The transfer agent and registrar for the
Common Shares is AST Trust Company (Canada) at its principal offices located in Montreal, Quebec.
ENFORCEABILITY OF
CIVIL LIABILITIES AGAINST NON-U.S. PERSONS
The Corporation is a corporation existing
under the Business Corporations Act (Alberta). Most of the Corporation’s directors and officers, and some or all of
the experts named in this Prospectus, are residents of Canada or otherwise reside outside the United States, and all or a substantial
portion of their assets, and substantially all of the Corporation’s assets, are located outside the United States. The Corporation
has appointed an agent for service of process in the United States, but it may be difficult for holders of Securities who reside
in the United States to effect service within the United States upon those directors, officers and experts who are not residents
of the United States. It may also be difficult for holders of Securities who reside in the United States to realize in the United
States upon judgments of courts of the United States predicated upon the Corporation’s civil liability and the civil liability
of its directors, officers and experts under the United States federal securities laws.

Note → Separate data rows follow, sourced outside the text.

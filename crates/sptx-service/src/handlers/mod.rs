//! API handlers.

pub mod banks;
pub mod enhance;
pub mod health;
pub mod mail;
pub mod payments;
pub mod tickets;
pub mod webhooks;

use crate::error::ApiError;

/// Require a non-blank string field.
pub(crate) fn required(value: Option<String>, field: &str) -> Result<String, ApiError> {
    value
        .map(|v| v.trim().to_string())
        .filter(|v| !v.is_empty())
        .ok_or_else(|| ApiError::BadRequest(format!("{field} is required")))
}
//! Error types for SPTX storage.

/// Result type for storage operations.
pub type Result<T> = std::result::Result<T, StoreError>;

/// Errors that can occur in storage operations.
#[derive(Debug, thiserror::Error)]
pub enum StoreError {
    /// Database operation failed.
    #[error("database error: {0}")]
    Database(String),

    /// Serialization/deserialization failed.
    #[error("serialization error: {0}")]
    Serialization(String),

    /// Record not found.
    #[error("{entity} not found: {id}")]
    NotFound {
        /// Kind of record.
        entity: &'static str,
        /// Key that was looked up.
        id: String,
    },

    /// A conditional write was rejected.
    #[error("transaction failed: {0}")]
    TransactionFailed(String),
}

impl StoreError {
    /// A missing reference record.
    #[must_use]
    pub fn reference_not_found(reference: &sptx_core::Reference) -> Self {
        Self::NotFound {
            entity: "reference",
            id: reference.to_string(),
        }
    }
}
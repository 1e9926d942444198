//! Template email provider client (Brevo-style `/v3/smtp/email`).

use async_trait::async_trait;
use reqwest::Client;
use serde::{Deserialize, Serialize};
use serde_json::Value;
use std::time::Duration;

use super::{MailError, Mailer, TemplateMail};

#[derive(Debug, Serialize)]
#[serde(rename_all = "camelCase")]
struct SendRequest<'a> {
    sender: Contact<'a>,
    to: [Contact<'a>; 1],
    template_id: i64,
    params: &'a Value,
}

#[derive(Debug, Serialize)]
struct Contact<'a> {
    email: &'a str,
    #[serde(skip_serializing_if = "Option::is_none")]
    name: Option<&'a str>,
}

#[derive(Debug, Deserialize)]
#[serde(rename_all = "camelCase")]
struct SendResponse {
    #[serde(default)]
    message_id: String,
}

#[derive(Debug, Deserialize)]
struct ErrorBody {
    #[serde(default)]
    message: String,
}

/// Template email client.
#[derive(Debug, Clone)]
pub struct TemplateMailClient {
    client: Client,
    base_url: String,
    api_key: String,
    sender_email: String,
    sender_name: String,
}

impl TemplateMailClient {
    /// Create a new client.
    ///
    /// # Errors
    ///
    /// Returns an error if the HTTP client cannot be built.
    pub fn new(
        api_key: impl Into<String>,
        base_url: impl Into<String>,
        sender_email: impl Into<String>,
        sender_name: impl Into<String>,
    ) -> Result<Self, MailError> {
        let client = Client::builder().timeout(Duration::from_secs(30)).build()?;

        Ok(Self {
            client,
            base_url: base_url.into().trim_end_matches('/').to_string(),
            api_key: api_key.into(),
            sender_email: sender_email.into(),
            sender_name: sender_name.into(),
        })
    }
}

#[async_trait]
impl Mailer for TemplateMailClient {
    async fn send(&self, mail: &TemplateMail) -> Result<String, MailError> {
        let request = SendRequest {
            sender: Contact {
                email: &self.sender_email,
                name: Some(&self.sender_name),
            },
            to: [Contact {
                email: &mail.to,
                name: mail.name.as_deref(),
            }],
            template_id: mail.template_id,
            params: &mail.params,
        };

        let response = self
            .client
            .post(format!("{}/v3/smtp/email", self.base_url))
            .header("api-key", &self.api_key)
            .json(&request)
            .send()
            .await?;

        let status = response.status();
        if !status.is_success() {
            let message = match response.json::<ErrorBody>().await {
                Ok(body) if !body.message.is_empty() => body.message,
                _ => format!("HTTP {status}"),
            };
            return Err(MailError::Api {
                status: status.as_u16(),
                message,
            });
        }

        let body: SendResponse = response.json().await?;
        tracing::debug!(
            template_id = %mail.template_id,
            message_id = %body.message_id,
            "Template email accepted"
        );
        Ok(body.message_id)
    }
}

#[cfg(test)]
mod tests {
    use super::*;
    use serde_json::json;
    use wiremock::matchers::{body_partial_json, header, method, path};
    use wiremock::{Mock, MockServer, ResponseTemplate};

    fn mail() -> TemplateMail {
        TemplateMail {
            to: "ada@example.com".into(),
            name: Some("Ada".into()),
            template_id: 12,
            params: json!({"ticketId": "SPTX-TX-12A34567B8"}),
        }
    }

    #[tokio::test]
    async fn sends_template_with_api_key() {
        let server = MockServer::start().await;
        Mock::given(method("POST"))
            .and(path("/v3/smtp/email"))
            .and(header("api-key", "mail-key"))
            .and(body_partial_json(json!({
                "templateId": 12,
                "sender": {"email": "tickets@sptx.app"},
                "to": [{"email": "ada@example.com", "name": "Ada"}]
            })))
            .respond_with(
                ResponseTemplate::new(201).set_body_json(json!({"messageId": "<m-1@relay>"})),
            )
            .expect(1)
            .mount(&server)
            .await;

        let client =
            TemplateMailClient::new("mail-key", server.uri(), "tickets@sptx.app", "SPTX").unwrap();
        assert_eq!(client.send(&mail()).await.unwrap(), "<m-1@relay>");
    }

    #[tokio::test]
    async fn provider_rejection_is_an_error() {
        let server = MockServer::start().await;
        Mock::given(method("POST"))
            .respond_with(
                ResponseTemplate::new(400)
                    .set_body_json(json!({"code": "invalid_parameter", "message": "bad template"})),
            )
            .mount(&server)
            .await;

        let client =
            TemplateMailClient::new("mail-key", server.uri(), "tickets@sptx.app", "SPTX").unwrap();
        let err = client.send(&mail()).await.unwrap_err();
        assert!(matches!(err, MailError::Api { status: 400, .. }));
        assert!(err.to_string().contains("bad template"));
    }
}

The Corporation filed with the SEC, concurrently
with its registration statement on Form F-10 of which this Prospectus is a part, an appointment of agent for service of process
on Form F-X. Under the Form F-X, the Corporation appointed DL Services Inc. as its agent for service of process
in the United States in connection with any investigation or administrative proceeding conducted by the SEC, and any civil suit
or action brought against or involving the Corporation in a United States court arising out of or related to or concerning the
offering of the Securities under this Prospectus.
AGENT FOR SERVICE
OF PROCESS
Messrs. Wayne Pisano and Leonard Kruimer
and Drs. William G. Rice and Bernd R. Seizinger are directors are directors of the Corporation who reside outside of Canada. Messrs.
Pisano and Kruimer and Drs. Rice and Seizinger have appointed the Corporation, at its principal place of business, as agent for
service of process. Purchasers are advised that it may not be possible for investors to enforce judgments obtained in Canada against
any person that resides outside of Canada, even if the party has appointed an agent for service of process.